In 1989 the Soviet Union, exhausted by 9 years of war in Afghanistan, withdrew their army from the field. Whether this was a cause or effect of the breakdown of the Soviet empire is still debated, but the fact remains that the failed invasion of Afghanistan was the last time the Soviet Union or her successor states projected power beyond their borders. They basically abandoned the world stage, leaving a power vacuum the USA was only too eager to fill. In nearly two decades since the Soviets withdrew, NATO has added 10 countries to its membership, including former Soviet client states such as Romania, Bulgaria, and the Baltic States.
Fast forward to last Friday. Georgia's President Mikheil Saakashvili, a strong ally of the US, ordered the occupation of South Ossetia, a breakaway region bordering Russia. He either overestimated the US's commitment to his country or his armed forces' abilities, because the Russians, by all accounts, have quickly overrun Georgian positions and are now demanding the Georgians disarm and evacuate another region, Abhazia.

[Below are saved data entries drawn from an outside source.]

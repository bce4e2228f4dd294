/// Request authentication for Axum
///
/// [`authenticate`] validates `Authorization: Bearer <access token>` and
/// yields the [`AuthContext`] the API's auth layer stores in the request
/// extensions. Handlers read it with `Extension<AuthContext>`.
///
/// # Example
///
/// ```no_run
/// use axum::http::HeaderMap;
/// use controly_shared::auth::middleware::authenticate;
///
/// # fn example(headers: &HeaderMap) -> Result<(), Box<dyn std::error::Error>> {
/// let auth = authenticate(headers, "a-secret-of-at-least-thirty-two-bytes!")?;
/// println!("user {} in account {:?}", auth.user_id, auth.business_account_id);
/// # Ok(())
/// # }
/// ```

use axum::{
    http::{header, HeaderMap, StatusCode},
    response::{IntoResponse, Response},
    Json,
};
use serde::{Deserialize, Serialize};
use uuid::Uuid;

use super::jwt::{validate_access_token, Claims, JwtError};
use crate::models::user::UserRole;

/// Identity of the caller, as stated by a validated access token
///
/// `role` and `business_account_id` are the inputs every entitlement and role
/// check consumes. A context without a role is granted nothing.
#[derive(Debug, Clone, Copy, PartialEq, Eq, Serialize, Deserialize)]
#[serde(rename_all = "camelCase")]
pub struct AuthContext {
    pub user_id: Uuid,
    pub role: Option<UserRole>,
    pub business_account_id: Option<Uuid>,
}

impl AuthContext {
    pub fn from_claims(claims: &Claims) -> Self {
        Self {
            user_id: claims.sub,
            role: claims.role,
            business_account_id: claims.business_account_id,
        }
    }

    pub fn is_super_admin(&self) -> bool {
        self.role == Some(UserRole::SuperAdmin)
    }
}

/// Authentication failure
#[derive(Debug, thiserror::Error)]
pub enum AuthError {
    #[error("Missing authorization header")]
    MissingCredentials,

    #[error("Expected Bearer token")]
    InvalidFormat,

    #[error("{0}")]
    InvalidToken(String),
}

impl From<JwtError> for AuthError {
    fn from(err: JwtError) -> Self {
        match err {
            JwtError::Expired => AuthError::InvalidToken("Token expired".to_string()),
            JwtError::InvalidIssuer => AuthError::InvalidToken("Invalid issuer".to_string()),
            JwtError::WrongTokenType { .. } => {
                AuthError::InvalidToken("Expected access token".to_string())
            }
            other => AuthError::InvalidToken(format!("Invalid token: {}", other)),
        }
    }
}

impl IntoResponse for AuthError {
    fn into_response(self) -> Response {
        let body = Json(serde_json::json!({
            "error": "UNAUTHORIZED",
            "message": self.to_string(),
        }));

        (StatusCode::UNAUTHORIZED, body).into_response()
    }
}

/// Resolves the caller from request headers
pub fn authenticate(headers: &HeaderMap, secret: &str) -> Result<AuthContext, AuthError> {
    let auth_header = headers
        .get(header::AUTHORIZATION)
        .and_then(|v| v.to_str().ok())
        .ok_or(AuthError::MissingCredentials)?;

    let token = auth_header
        .strip_prefix("Bearer ")
        .ok_or(AuthError::InvalidFormat)?;

    let claims = validate_access_token(token.trim(), secret)?;

    Ok(AuthContext::from_claims(&claims))
}
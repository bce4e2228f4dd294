/// Application state and router builder
///
/// # Example
///
/// ```no_run
/// use controly_api::{app::AppState, config::Config};
/// use sqlx::PgPool;
///
/// # async fn example() -> anyhow::Result<()> {
/// let config = Config::from_env()?;
/// let pool = PgPool::connect(&config.database.url).await?;
/// let state = AppState::new(pool, config);
/// let app = controly_api::app::build_router(state);
/// # Ok(())
/// # }
/// ```

use crate::{config::Config, error::ApiError, middleware::security::SecurityHeadersLayer, routes};
use axum::{
    extract::{Request, State},
    http::{header, HeaderValue, Method},
    middleware::{from_fn_with_state, Next},
    response::Response,
    routing::{get, patch, post, put},
    Router,
};
use controly_shared::{auth::middleware::authenticate, entitlement::EntitlementService};
use sqlx::PgPool;
use std::sync::Arc;
use tower_http::{
    cors::CorsLayer,
    trace::{DefaultMakeSpan, DefaultOnResponse, TraceLayer},
};
use tracing::Level;

/// Shared application state
///
/// Cloned for each request handler via Axum's `State` extractor.
#[derive(Clone)]
pub struct AppState {
    pub db: PgPool,

    pub config: Arc<Config>,

    /// Plan entitlement checks over the same pool
    pub entitlements: Arc<EntitlementService>,
}

impl AppState {
    pub fn new(db: PgPool, config: Config) -> Self {
        let entitlements = EntitlementService::postgres(db.clone(), config.entitlements.strict_limits);

        Self {
            db,
            config: Arc::new(config),
            entitlements: Arc::new(entitlements),
        }
    }

    /// Gets JWT secret for token operations
    pub fn jwt_secret(&self) -> &str {
        &self.config.jwt.secret
    }
}

/// Builds the complete Axum router with all routes and middleware
///
/// ```text
/// /
/// ├── GET /health                               public
/// └── /v1
///     ├── /auth/{register,login,refresh}        public
///     ├── GET /auth/me
///     ├── GET /modules                          public, module catalog
///     ├── GET /plans                            public, active plans
///     ├── GET /permissions[/:module]
///     ├── GET|PATCH /account, PUT /account/plan
///     ├── /users[/:id]                          USERS module
///     ├── /companies[/:id]                      CONTACTS module
///     ├── /opportunities[/:id]                  CRM module
///     ├── /activities[/:id]                     CRM module
///     └── /admin/{plans,accounts}               SUPER_ADMIN
/// ```
///
/// # Middleware Stack
///
/// Applied in order (outermost first):
/// 1. Security headers
/// 2. CORS (tower-http CorsLayer)
/// 3. Logging (tower-http TraceLayer)
/// 4. JWT authentication on protected routes
pub fn build_router(state: AppState) -> Router {
    let public_routes = Router::new()
        .route("/health", get(routes::health::health_check))
        .route("/v1/auth/register", post(routes::auth::register))
        .route("/v1/auth/login", post(routes::auth::login))
        .route("/v1/auth/refresh", post(routes::auth::refresh))
        .route("/v1/modules", get(routes::modules::list_modules))
        .route("/v1/plans", get(routes::plans::list_plans));

    let account_routes = Router::new()
        .route("/v1/auth/me", get(routes::auth::me))
        .route("/v1/permissions", get(routes::permissions::list_permissions))
        .route("/v1/permissions/:module", get(routes::permissions::get_permission))
        .route(
            "/v1/account",
            get(routes::account::get_account).patch(routes::account::rename_account),
        )
        .route("/v1/account/plan", put(routes::account::change_plan));

    let tenant_routes = Router::new()
        .route(
            "/v1/users",
            get(routes::users::list_users).post(routes::users::create_user),
        )
        .route(
            "/v1/users/:id",
            get(routes::users::get_user)
                .patch(routes::users::update_user)
                .delete(routes::users::delete_user),
        )
        .route(
            "/v1/companies",
            get(routes::companies::list_companies).post(routes::companies::create_company),
        )
        .route(
            "/v1/companies/:id",
            get(routes::companies::get_company)
                .patch(routes::companies::update_company)
                .delete(routes::companies::delete_company),
        )
        .route(
            "/v1/opportunities",
            get(routes::opportunities::list_opportunities)
                .post(routes::opportunities::create_opportunity),
        )
        .route(
            "/v1/opportunities/:id",
            get(routes::opportunities::get_opportunity)
                .patch(routes::opportunities::update_opportunity)
                .delete(routes::opportunities::delete_opportunity),
        )
        .route(
            "/v1/activities",
            get(routes::activities::list_activities).post(routes::activities::create_activity),
        )
        .route(
            "/v1/activities/:id",
            get(routes::activities::get_activity)
                .patch(routes::activities::update_activity)
                .delete(routes::activities::delete_activity),
        );

    let admin_routes = Router::new()
        .route(
            "/v1/admin/plans",
            get(routes::admin::list_plans).post(routes::admin::create_plan),
        )
        .route("/v1/admin/plans/:id", patch(routes::admin::update_plan))
        .route(
            "/v1/admin/plans/:id/modules/:module",
            put(routes::admin::upsert_plan_module).delete(routes::admin::delete_plan_module),
        )
        .route(
            "/v1/admin/accounts/:id",
            patch(routes::admin::update_account).delete(routes::admin::delete_account),
        );

    let protected_routes = account_routes
        .merge(tenant_routes)
        .merge(admin_routes)
        .route_layer(from_fn_with_state(state.clone(), jwt_auth_layer));

    Router::new()
        .merge(public_routes)
        .merge(protected_routes)
        .layer(
            TraceLayer::new_for_http()
                .make_span_with(DefaultMakeSpan::new().level(Level::INFO))
                .on_response(DefaultOnResponse::new().level(Level::INFO)),
        )
        .layer(cors_layer(&state.config))
        .layer(SecurityHeadersLayer::new(state.config.api.production))
        .with_state(state)
}

fn cors_layer(config: &Config) -> CorsLayer {
    if config.api.cors_origins.iter().any(|origin| origin == "*") {
        // Development mode: permissive CORS
        return CorsLayer::permissive();
    }

    let origins: Vec<HeaderValue> = config
        .api
        .cors_origins
        .iter()
        .filter_map(|origin| origin.parse().ok())
        .collect();

    CorsLayer::new()
        .allow_origin(origins)
        .allow_methods([
            Method::GET,
            Method::POST,
            Method::PUT,
            Method::PATCH,
            Method::DELETE,
            Method::OPTIONS,
        ])
        .allow_headers([header::AUTHORIZATION, header::CONTENT_TYPE])
        .allow_credentials(true)
        .max_age(std::time::Duration::from_secs(3600))
}

/// JWT authentication middleware layer
///
/// Validates the bearer access token and injects
/// [`AuthContext`](controly_shared::auth::middleware::AuthContext) into the
/// request extensions.
async fn jwt_auth_layer(
    State(state): State<AppState>,
    mut req: Request,
    next: Next,
) -> Result<Response, ApiError> {
    let auth_context = authenticate(req.headers(), state.jwt_secret())?;
    req.extensions_mut().insert(auth_context);

    Ok(next.run(req).await)
}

The USA, with its forces already mired in two other wars, its economy back home crumbling, and its populace weary of war, has issued a few sternly worded denunciations, but that's about it. Barring some unforeseen development, the US has in effect ceded that part of the world to the Russians. With the Iraqi government demanding we set a time table for withdrawing our forces from their country, we may be witnessing the end of the unipolar world with the US as the sole superpower.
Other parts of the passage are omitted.